# ACTIVITY
With both ends included, transcribe exactly the records below from their first line to the line that contains "a per-IP daily".

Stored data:
◇ ◇ ◇ ◇

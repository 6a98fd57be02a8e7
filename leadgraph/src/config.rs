//! Environment configuration, loaded once at startup with fail-fast validation.
//!
//! Covers per-source API keys (optional — absence disables the
//! source), an LLM provider key (required), durable-store and event-store
//! credentials (required), allowed event-stream origins, a per-IP daily
//! submission quota, and an environment flag. No `std::env::var` calls are
//! scattered through the rest of the crate; everything funnels through
//! [`LeadgraphConfig::from_env`].

use std::time::Duration;

use thiserror::Error;

#[derive(Debug, Error)]
pub enum ConfigError {
    #[error("missing required environment variable: {0}")]
    Missing(&'static str),

    #[error("invalid value for {key}: {message}")]
    Invalid { key: &'static str, message: String },
}

#[derive(Debug, Clone, Copy, PartialEq, Eq)]
pub enum Environment {
    Development,
    Staging,
    Production,
}

impl Environment {
    fn parse(raw: &str) -> Self {
        match raw.to_ascii_lowercase().as_str() {
            "production" | "prod" => Self::Production,
            "staging" => Self::Staging,
            _ => Self::Development,
        }
    }
}

/// Per-source API key, `None` when the source should be disabled.
#[derive(Debug, Clone, Default)]
pub struct SourceKeys {
    pub ip_geolocation: Option<String>,
    pub corporate_registry: Option<String>,
    pub linkedin: Option<String>,
    pub places_directory: Option<String>,
    pub people_api: Option<String>,
}

#[derive(Debug, Clone)]
pub struct LlmConfig {
    pub provider: String,
    pub api_key: String,
    pub default_model: String,
    pub strategy_model: String,
    pub call_timeout: Duration,
}

#[derive(Debug, Clone)]
pub struct LeadgraphConfig {
    pub environment: Environment,
    pub source_keys: SourceKeys,
    pub llm: LlmConfig,
    pub database_url: String,
    pub event_store_url: String,
    pub bind_addr: String,
    pub allowed_stream_origins: Vec<String>,
    pub daily_submission_quota_per_ip: u32,
    pub enrichment_cache_ttl: Duration,
    pub stage_cache_ttl: Duration,
}

impl LeadgraphConfig {
    /// Load and validate configuration from the process environment.
    ///
    /// # Errors
    ///
    /// Returns [`ConfigError`] the first time a required variable is
    /// missing or malformed; never panics.
    pub fn from_env() -> Result<Self, ConfigError> {
        let _ = dotenvy::dotenv();

        let environment = Environment::parse(&env_or("LEADGRAPH_ENV", "development"));

        let llm = LlmConfig {
            provider: env_or("LLM_PROVIDER", "openai"),
            api_key: require("LLM_API_KEY")?,
            default_model: env_or("LLM_DEFAULT_MODEL", "gpt-4o-mini"),
            strategy_model: env_or("LLM_STRATEGY_MODEL", "gpt-4o"),
            call_timeout: Duration::from_secs(parse_or("LLM_CALL_TIMEOUT_SECS", 60)?),
        };

        let database_url = require("DATABASE_URL")?;
        let event_store_url = env_or("EVENT_STORE_URL", &database_url);

        let allowed_stream_origins = std::env::var("ALLOWED_STREAM_ORIGINS")
            .unwrap_or_default()
            .split(',')
            .map(str::trim)
            .filter(|s| !s.is_empty())
            .map(str::to_string)
            .collect();

        let daily_submission_quota_per_ip = parse_or("DAILY_SUBMISSION_QUOTA_PER_IP", 50)?;
        let bind_addr = env_or("BIND_ADDR", "0.0.0.0:8080");

        Ok(Self {
            environment,
            source_keys: SourceKeys {
                ip_geolocation: std::env::var("IPGEO_API_KEY").ok(),
                corporate_registry: std::env::var("CNPJ_API_KEY").ok(),
                linkedin: std::env::var("LINKEDIN_API_KEY").ok(),
                places_directory: std::env::var("PLACES_API_KEY").ok(),
                people_api: std::env::var("PEOPLE_API_KEY").ok(),
            },
            llm,
            database_url,
            event_store_url,
            bind_addr,
            allowed_stream_origins,
            daily_submission_quota_per_ip,
            enrichment_cache_ttl: Duration::from_secs(60 * 60 * 24 * 30),
            stage_cache_ttl: Duration::from_secs(60 * 60 * 24 * 7),
        })
    }
}

fn env_or(key: &str, default: &str) -> String {
    std::env::var(key).unwrap_or_else(|_| default.to_string())
}

fn require(key: &'static str) -> Result<String, ConfigError> {
    std::env::var(key).map_err(|_| ConfigError::Missing(key))
}

fn parse_or<T: std::str::FromStr>(key: &'static str, default: T) -> Result<T, ConfigError>
where
    T::Err: std::fmt::Display,
{
    match std::env::var(key) {
        Ok(raw) => raw.parse().map_err(|e: T::Err| ConfigError::Invalid {
            key,
            message: e.to_string(),
        }),
        Err(_) => Ok(default),
    }
}

#[cfg(test)]
mod tests {
    use super::*;

    #[test]
    fn environment_defaults_to_development() {
        assert_eq!(Environment::parse(""), Environment::Development);
        assert_eq!(Environment::parse("PRODUCTION"), Environment::Production);
        assert_eq!(Environment::parse("staging"), Environment::Staging);
    }
}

◇ ◇ ◇ ◇

# SOLUTION FOR THIS TASK
repository 6a98fd57be02a8e7
filename leadgraph/src/config.rs
//! Environment configuration, loaded once at startup with fail-fast validation.
//!
//! Covers per-source API keys (optional — absence disables the
//! source), an LLM provider key (required), durable-store and event-store
//! credentials (required), allowed event-stream origins, a per-IP daily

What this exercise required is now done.